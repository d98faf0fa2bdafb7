use std::fs;
use std::ops::RangeInclusive;
use std::path::Path;

use serde::{Deserialize, Serialize};

use crate::color::Color;
use crate::error::ConfigError;
use crate::palette::DEFAULT_PRESETS;
use crate::tools::DrawingMode;

/// Startup settings for the editor.
///
/// Loaded from JSON; any field left out of the file keeps its default.
#[derive(Debug, Clone, PartialEq, Eq, Serialize, Deserialize)]
#[serde(default)]
pub struct EditorConfig {
    pub default_size: usize,
    pub min_size: usize,
    pub max_size: usize,
    pub default_color: Color,
    pub default_mode: DrawingMode,
    /// Fill color of new grids and the color the eraser paints
    pub background: Color,
    pub presets: Vec<Color>,
}

impl Default for EditorConfig {
    fn default() -> Self {
        Self {
            default_size: 32,
            min_size: 1,
            max_size: 64,
            default_color: Color::BLACK,
            default_mode: DrawingMode::Pencil,
            background: Color::WHITE,
            presets: DEFAULT_PRESETS.to_vec(),
        }
    }
}

impl EditorConfig {
    pub fn from_json_str(json: &str) -> Result<Self, ConfigError> {
        let config: Self = serde_json::from_str(json)?;
        config.validate()?;
        Ok(config)
    }

    pub fn load(path: impl AsRef<Path>) -> Result<Self, ConfigError> {
        let path = path.as_ref();
        log::info!("Loading config from {}", path.display());
        let json = fs::read_to_string(path)?;
        Self::from_json_str(&json)
    }

    pub fn validate(&self) -> Result<(), ConfigError> {
        if self.min_size == 0 {
            return Err(ConfigError::Invalid("min_size must be at least 1".to_string()));
        }
        if self.min_size > self.max_size {
            return Err(ConfigError::Invalid(format!(
                "min_size {} is larger than max_size {}",
                self.min_size, self.max_size
            )));
        }
        if !self.size_range().contains(&self.default_size) {
            return Err(ConfigError::Invalid(format!(
                "default_size {} is outside {}..={}",
                self.default_size, self.min_size, self.max_size
            )));
        }
        Ok(())
    }

    pub fn size_range(&self) -> RangeInclusive<usize> {
        self.min_size..=self.max_size
    }

    /// Brings a requested grid size into the configured range
    pub fn clamp_size(&self, size: usize) -> usize {
        size.clamp(self.min_size, self.max_size.max(self.min_size))
    }
}

#[cfg(test)]
mod tests {
    use super::*;

    #[test]
    fn test_defaults_are_valid() {
        let config = EditorConfig::default();
        assert!(config.validate().is_ok());
        assert_eq!(config.default_size, 32);
        assert_eq!(config.presets.len(), 80);
    }

    #[test]
    fn test_partial_json_keeps_defaults() {
        let config = EditorConfig::from_json_str(
            r##"{ "default_size": 16, "background": "#eeeeee", "default_mode": "fill" }"##,
        )
        .unwrap();

        assert_eq!(config.default_size, 16);
        assert_eq!(config.background, Color::from_rgb(0xee, 0xee, 0xee));
        assert_eq!(config.default_mode, DrawingMode::Fill);
        assert_eq!(config.max_size, 64);
        assert_eq!(config.default_color, Color::BLACK);
    }

    #[test]
    fn test_invalid_configs() {
        assert!(matches!(
            EditorConfig::from_json_str(r#"{ "min_size": 0 }"#),
            Err(ConfigError::Invalid(_))
        ));
        assert!(matches!(
            EditorConfig::from_json_str(r#"{ "min_size": 10, "max_size": 5 }"#),
            Err(ConfigError::Invalid(_))
        ));
        assert!(matches!(
            EditorConfig::from_json_str(r#"{ "default_size": 100 }"#),
            Err(ConfigError::Invalid(_))
        ));
        assert!(matches!(
            EditorConfig::from_json_str(r#"{ "background": "not a color" }"#),
            Err(ConfigError::ParseError(_))
        ));
    }

    #[test]
    fn test_missing_file() {
        let result = EditorConfig::load("/nonexistent/pixel_sketch.json");
        assert!(matches!(result, Err(ConfigError::ReadError(_))));
    }

    #[test]
    fn test_clamp_size() {
        let config = EditorConfig::default();
        assert_eq!(config.clamp_size(0), 1);
        assert_eq!(config.clamp_size(8), 8);
        assert_eq!(config.clamp_size(500), 64);
    }
}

■ ■ ■ ■ ■

- [About this task] Look through the material above for the string "impl" and copy each line that has it.

- [Task output]
impl Default for EditorConfig {
impl EditorConfig {
    pub fn load(path: impl AsRef<Path>) -> Result<Self, ConfigError> {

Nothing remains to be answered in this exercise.